How Scouts Served the West Virginia Community at the 2017 National Jamboree

During the 2017 National Jamboree, approximately 40,000 attendees flooded the grounds of the Summit Bechtel Reserve in Mount Hope, West Virginia, ready to not only have fun, but also to serve the surrounding West Virginia community.

As part of the complete Jamboree experience, Scouts participated in more than 200 local service projects to benefit 45 of the state’s 55 counties.

The Boy Scouts of America partnered with the Citizens Conservation Corps (CCC) and the Day of Service team to identify service projects ranging from restoring and preserving historical sites and flood remediation to creating art murals and installing a butterfly garden.
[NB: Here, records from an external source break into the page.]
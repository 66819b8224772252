//! Seed management for household simulation
//!
//! Provides separate seeds for each random subsystem, allowing fine-grained control
//! over which aspects of a household to vary or keep constant.

use std::collections::hash_map::DefaultHasher;
use std::hash::{Hash, Hasher};

/// Seeds for all household randomization systems.
///
/// Each system gets its own seed, derived from a master seed by default.
/// Individual seeds can be overridden for experimentation.
#[derive(Clone, Debug)]
pub struct HouseholdSeeds {
    /// Master seed (used for display/reference)
    pub master: u64,
    /// Household composition draw (which member labels live together)
    pub composition: u64,
    /// Appliance ownership draws
    pub appliances: u64,
    /// Cluster allocation per member and day-type
    pub clusters: u64,
    /// Markov day sampling for all members
    pub occupancy: u64,
}

impl HouseholdSeeds {
    /// Create seeds from a master seed, deriving all sub-seeds deterministically.
    pub fn from_master(master: u64) -> Self {
        Self {
            master,
            composition: derive_seed(master, "composition"),
            appliances: derive_seed(master, "appliances"),
            clusters: derive_seed(master, "clusters"),
            occupancy: derive_seed(master, "occupancy"),
        }
    }

    /// Create a builder for customizing individual seeds
    pub fn builder(master: u64) -> HouseholdSeedsBuilder {
        HouseholdSeedsBuilder::new(master)
    }
}

impl Default for HouseholdSeeds {
    fn default() -> Self {
        Self::from_master(rand::random())
    }
}

/// Builder for customizing individual seeds while deriving others from master
pub struct HouseholdSeedsBuilder {
    seeds: HouseholdSeeds,
}

impl HouseholdSeedsBuilder {
    pub fn new(master: u64) -> Self {
        Self {
            seeds: HouseholdSeeds::from_master(master),
        }
    }

    /// Override the composition seed
    pub fn composition(mut self, seed: u64) -> Self {
        self.seeds.composition = seed;
        self
    }

    /// Override the appliance ownership seed
    pub fn appliances(mut self, seed: u64) -> Self {
        self.seeds.appliances = seed;
        self
    }

    /// Override the cluster allocation seed
    pub fn clusters(mut self, seed: u64) -> Self {
        self.seeds.clusters = seed;
        self
    }

    /// Draw composition, appliances and clusters as a household seeded with
    /// `master` would, leaving occupancy sampling on this builder's seed.
    pub fn same_household_as(self, master: u64) -> Self {
        let other = HouseholdSeeds::from_master(master);
        self.composition(other.composition)
            .appliances(other.appliances)
            .clusters(other.clusters)
    }

    /// Override the occupancy sampling seed
    pub fn occupancy(mut self, seed: u64) -> Self {
        self.seeds.occupancy = seed;
        self
    }

    pub fn build(self) -> HouseholdSeeds {
        self.seeds
    }
}

/// Derive a sub-seed from a master seed and a system name.
fn derive_seed(master: u64, system: &str) -> u64 {
    let mut hasher = DefaultHasher::new();
    master.hash(&mut hasher);
    system.hash(&mut hasher);
    hasher.finish()
}

impl std::fmt::Display for HouseholdSeeds {
    fn fmt(&self, f: &mut std::fmt::Formatter<'_>) -> std::fmt::Result {
        write!(
            f,
            "HouseholdSeeds {{ master: {}, composition: {}, appliances: {}, \
             clusters: {}, occupancy: {} }}",
            self.master, self.composition, self.appliances, self.clusters, self.occupancy,
        )
    }
}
“Our efforts had a tremendous impact in 2013, and the response to this statewide opportunity in 2017 has been incredible,” said Robert A. Martin, CEO of CCC in an article published by The Register-Herald. “We are grateful to Governor Justice for his support and we have enjoyed the response from citizens throughout the state as they have nominated projects and worked to see those projects happen.”

For a list of some of the community service projects conducted at the Jamboree and to read the full story, head to The Register-Herald. To learn more about how Scouts contributed during these days of service at the 2017 Jamboree, read the complete press release.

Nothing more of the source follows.